"Yet research on state-level minimum wage policies does not extend beyond $10"
Will a $15 minimum wage kill jobs and hurt the poor?
"Even progressive economists agree that “there is some point at which a higher minimum wage is counterproductive, leading to job losses that more than offset the benefit from the higher wage,” as Dean Baker of the Center for Economic and Policy Research, a DC think-tank,
put it in 2017. The concern is particularly acute in low-income areas.
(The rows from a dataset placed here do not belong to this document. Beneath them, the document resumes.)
//! Geographical coordinates and the Web Mercator projection used by the map view.

use egui::{Pos2, Rect};
use serde::{Deserialize, Serialize};

use crate::TILE_SIZE;
use crate::viewport::Region;

/// A geographical position in degrees.
#[derive(Clone, Copy, Debug, Default, PartialEq, Serialize, Deserialize)]
pub struct Coordinate {
    /// Latitude.
    pub lat: f64,

    /// Longitude.
    pub lon: f64,
}

impl Coordinate {
    /// Creates a new coordinate.
    pub const fn new(lat: f64, lon: f64) -> Self {
        Self { lat, lon }
    }
}

impl From<(f64, f64)> for Coordinate {
    /// Converts a `(lat, lon)` tuple.
    fn from((lat, lon): (f64, f64)) -> Self {
        Self { lat, lon }
    }
}

/// Converts longitude to the x-coordinate of a tile at a given (possibly fractional) zoom level.
pub(crate) fn lon_to_x(lon: f64, zoom: f64) -> f64 {
    (lon + 180.0) / 360.0 * 2.0_f64.powf(zoom)
}

/// Converts latitude to the y-coordinate of a tile at a given zoom level.
pub(crate) fn lat_to_y(lat: f64, zoom: f64) -> f64 {
    (1.0 - lat.to_radians().tan().asinh() / std::f64::consts::PI) / 2.0 * 2.0_f64.powf(zoom)
}

/// Converts the x-coordinate of a tile to longitude at a given zoom level.
pub(crate) fn x_to_lon(x: f64, zoom: f64) -> f64 {
    x / 2.0_f64.powf(zoom) * 360.0 - 180.0
}

/// Converts the y-coordinate of a tile to latitude at a given zoom level.
pub(crate) fn y_to_lat(y: f64, zoom: f64) -> f64 {
    let n = std::f64::consts::PI - 2.0 * std::f64::consts::PI * y / 2.0_f64.powf(zoom);
    n.sinh().atan().to_degrees()
}

/// Latitude difference between the top and bottom edge of a widget `height` points tall,
/// centered on `center_lat`, at `zoom`.
fn lat_span_at(center_lat: f64, height: f64, zoom: f64) -> f64 {
    let center_y = lat_to_y(center_lat, 0.0);
    let half = height / 2.0 / (TILE_SIZE as f64 * 2.0_f64.powf(zoom));
    y_to_lat(center_y - half, 0.0) - y_to_lat(center_y + half, 0.0)
}

/// The zoom at which a widget `height` points tall shows `lat_span` degrees around
/// `center_lat`. The span shrinks monotonically with zoom, so bisection converges.
fn lat_zoom_for_span(center_lat: f64, lat_span: f64, height: f64) -> f64 {
    let mut lo = crate::MIN_ZOOM as f64 - 4.0;
    let mut hi = crate::MAX_ZOOM as f64 + 4.0;
    if lat_span_at(center_lat, height, lo) <= lat_span {
        return lo;
    }
    if lat_span_at(center_lat, height, hi) >= lat_span {
        return hi;
    }
    for _ in 0..64 {
        let mid = (lo + hi) / 2.0;
        if lat_span_at(center_lat, height, mid) > lat_span {
            lo = mid;
        } else {
            hi = mid;
        }
    }
    lo
}

/// A helper for converting between geographical and screen coordinates.
///
/// The zoom level is fractional: it is chosen so that the whole [`Region`] fits
/// inside the widget.
pub struct MapProjection {
    zoom: f64,
    center: Coordinate,
    widget_rect: Rect,
}

impl MapProjection {
    /// Creates a projection that fits `region` into `widget_rect`.
    ///
    /// The region's center lands on the widget center, and its spans are measured between the
    /// widget edges, the same way [`MapProjection::visible_region`] reports them.
    pub fn fit(region: &Region, widget_rect: Rect) -> Self {
        let center = region.center();
        let width = widget_rect.width().max(1.0) as f64;
        let height = widget_rect.height().max(1.0) as f64;

        let lon_zoom = (360.0 * width / (TILE_SIZE as f64 * region.lon_span())).log2();
        let lat_zoom = lat_zoom_for_span(center.lat, region.lat_span(), height);

        let zoom = lon_zoom
            .min(lat_zoom)
            .clamp(crate::MIN_ZOOM as f64, crate::MAX_ZOOM as f64 + 2.0);

        Self {
            zoom,
            center,
            widget_rect,
        }
    }

    /// The fractional zoom level.
    pub fn zoom(&self) -> f64 {
        self.zoom
    }

    /// The geographical position at the center of the widget.
    pub fn center(&self) -> Coordinate {
        self.center
    }

    /// The rectangle of the widget on screen.
    pub fn widget_rect(&self) -> Rect {
        self.widget_rect
    }

    /// Projects a geographical coordinate to a screen coordinate.
    pub fn project(&self, pos: Coordinate) -> Pos2 {
        let center_x = lon_to_x(self.center.lon, self.zoom);
        let center_y = lat_to_y(self.center.lat, self.zoom);

        let dx = (lon_to_x(pos.lon, self.zoom) - center_x) * TILE_SIZE as f64;
        let dy = (lat_to_y(pos.lat, self.zoom) - center_y) * TILE_SIZE as f64;

        self.widget_rect.center() + egui::vec2(dx as f32, dy as f32)
    }

    /// Un-projects a screen coordinate to a geographical coordinate.
    pub fn unproject(&self, screen_pos: Pos2) -> Coordinate {
        let rel = screen_pos - self.widget_rect.center();

        let x = lon_to_x(self.center.lon, self.zoom) + rel.x as f64 / TILE_SIZE as f64;
        let y = lat_to_y(self.center.lat, self.zoom) + rel.y as f64 / TILE_SIZE as f64;

        Coordinate::new(y_to_lat(y, self.zoom), x_to_lon(x, self.zoom))
    }

    /// The region that is actually visible in the widget, or `None` when the widget has no
    /// area.
    pub fn visible_region(&self) -> Option<Region> {
        let top = self.unproject(self.widget_rect.center_top());
        let bottom = self.unproject(self.widget_rect.center_bottom());
        let left = self.unproject(self.widget_rect.left_center());
        let right = self.unproject(self.widget_rect.right_center());

        let center = self.unproject(self.widget_rect.center());
        Region::new(center, top.lat - bottom.lat, right.lon - left.lon).ok()
    }

    /// Returns a projection moved by a screen-space drag of `delta` pixels.
    pub fn panned(&self, delta: egui::Vec2) -> Self {
        let center = self.unproject(self.widget_rect.center() - delta);
        Self {
            zoom: self.zoom,
            center: Coordinate::new(
                center.lat.clamp(-crate::MAX_LATITUDE, crate::MAX_LATITUDE),
                center.lon.clamp(-180.0, 180.0),
            ),
            widget_rect: self.widget_rect,
        }
    }

    /// Returns a projection zoomed by `steps` levels, keeping the geographical position under
    /// `anchor` at the same place on screen.
    pub fn zoomed(&self, steps: f64, anchor: Pos2) -> Self {
        let target = self.unproject(anchor);
        let zoom = (self.zoom + steps).clamp(crate::MIN_ZOOM as f64, crate::MAX_ZOOM as f64 + 2.0);

        let rel = anchor - self.widget_rect.center();
        let center_x = lon_to_x(target.lon, zoom) - rel.x as f64 / TILE_SIZE as f64;
        let center_y = lat_to_y(target.lat, zoom) - rel.y as f64 / TILE_SIZE as f64;

        Self {
            zoom,
            center: Coordinate::new(y_to_lat(center_y, zoom), x_to_lon(center_x, zoom)),
            widget_rect: self.widget_rect,
        }
    }
}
It’s one thing to hike the minimum wage in California, with its
median household income of $67,000, where affected businesses can raise prices to offset higher labor costs, counting on plenty of well-off consumers who who can foot the bill.
But what about
Mississippi and
Alabama, where median household incomes are less $50,000, and also well below the
national median of $61,000? In such low-wage areas, the risk is that businesses will not be able to convince consumers to pay more, and instead will respond to higher labor costs by shrinking or shuttering their operations: the National Restaurant Association scenario."
Not claiming its completely settled either way, and there are countless articles going both ways on the issue... but I do consider the CBO reliable, and they predict well over a million jobs leaving the economy if we raise the min wage to $15.
And again, IMO shrinking the economy/reducing the number of jobs shouldn't be on the agenda for the demographic facing the most economic barriers and the highest level of unemployment.